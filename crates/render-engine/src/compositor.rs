//! Timeline compositor: mixes a sparse audio timeline into one track.
//!
//! The master track is silence of exactly the session duration. Each
//! entry is resolved, decoded, optionally trimmed, and summed into the
//! master at `floor(frame * 1000 / 60)` ms. Entries that cannot be
//! resolved or decoded are skipped and counted; they never fail the stage.

use std::path::PathBuf;

use framecast_common::error::FramecastResult;
use framecast_common::timing::StageTimer;
use framecast_job_model::job::{AudioTimelineEntry, RenderJob};
use serde::Serialize;

use crate::codec::AudioCodec;
use crate::layout::SessionLayout;
use crate::pcm::PcmTrack;
use crate::resolver::AudioResolver;

/// Outcome of composing one session's audio.
#[derive(Debug, Clone, Serialize)]
pub struct AudioReport {
    pub output: PathBuf,
    pub duration_ms: u64,
    pub clips_mixed: usize,
    pub clips_skipped: usize,
    pub elapsed_secs: f64,
}

/// Builds the composed audio track for a job.
pub struct TimelineCompositor<'a> {
    resolver: &'a AudioResolver,
    codec: &'a dyn AudioCodec,
}

impl<'a> TimelineCompositor<'a> {
    pub fn new(resolver: &'a AudioResolver, codec: &'a dyn AudioCodec) -> Self {
        Self { resolver, codec }
    }

    /// Compose and export `<session>/output.wav`.
    pub fn compose(&self, job: &RenderJob, layout: &SessionLayout) -> FramecastResult<AudioReport> {
        let timer = StageTimer::start();
        std::fs::create_dir_all(layout.audio_dir())?;

        let mut master = PcmTrack::silent(job.duration_ms());
        let mut clips_mixed = 0usize;
        let mut clips_skipped = 0usize;

        for (index, entry) in job.audio_timeline.iter().enumerate() {
            match self.load_clip(entry, index, layout) {
                Ok(clip) => {
                    let offset_ms = entry.offset_ms();
                    let frames = master.overlay(&clip, offset_ms);
                    tracing::debug!(
                        index,
                        frame = entry.frame,
                        offset_ms,
                        clip_ms = clip.duration_ms(),
                        mixed_frames = frames,
                        "Overlaid timeline clip"
                    );
                    clips_mixed += 1;
                }
                Err(err) => {
                    tracing::warn!(
                        index,
                        audio = %entry.audio,
                        error = %err,
                        "Skipping timeline clip"
                    );
                    clips_skipped += 1;
                }
            }
        }

        let output = layout.composed_audio();
        self.codec.export_wav(&master, &output)?;

        let report = AudioReport {
            output,
            duration_ms: master.duration_ms(),
            clips_mixed,
            clips_skipped,
            elapsed_secs: timer.elapsed_secs(),
        };
        tracing::info!(
            clips_mixed,
            clips_skipped,
            duration_ms = report.duration_ms,
            elapsed_ms = timer.elapsed_ms(),
            "Timeline audio composed"
        );
        Ok(report)
    }

    fn load_clip(
        &self,
        entry: &AudioTimelineEntry,
        index: usize,
        layout: &SessionLayout,
    ) -> FramecastResult<PcmTrack> {
        let resolved = self.resolver.resolve(&entry.audio, index, layout)?;
        let mut clip = self.codec.decode(&resolved.path)?;
        if let Some(trim_ms) = entry.audio_duration {
            clip.truncate_ms(trim_ms);
        }
        Ok(clip)
    }
}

_ABOUT THIS TASK_
Find the lines above holding the word "PcmTrack" and show them.

_EXERCISE ANSWER_
use crate::pcm::PcmTrack;
        let mut master = PcmTrack::silent(job.duration_ms());
    ) -> FramecastResult<PcmTrack> {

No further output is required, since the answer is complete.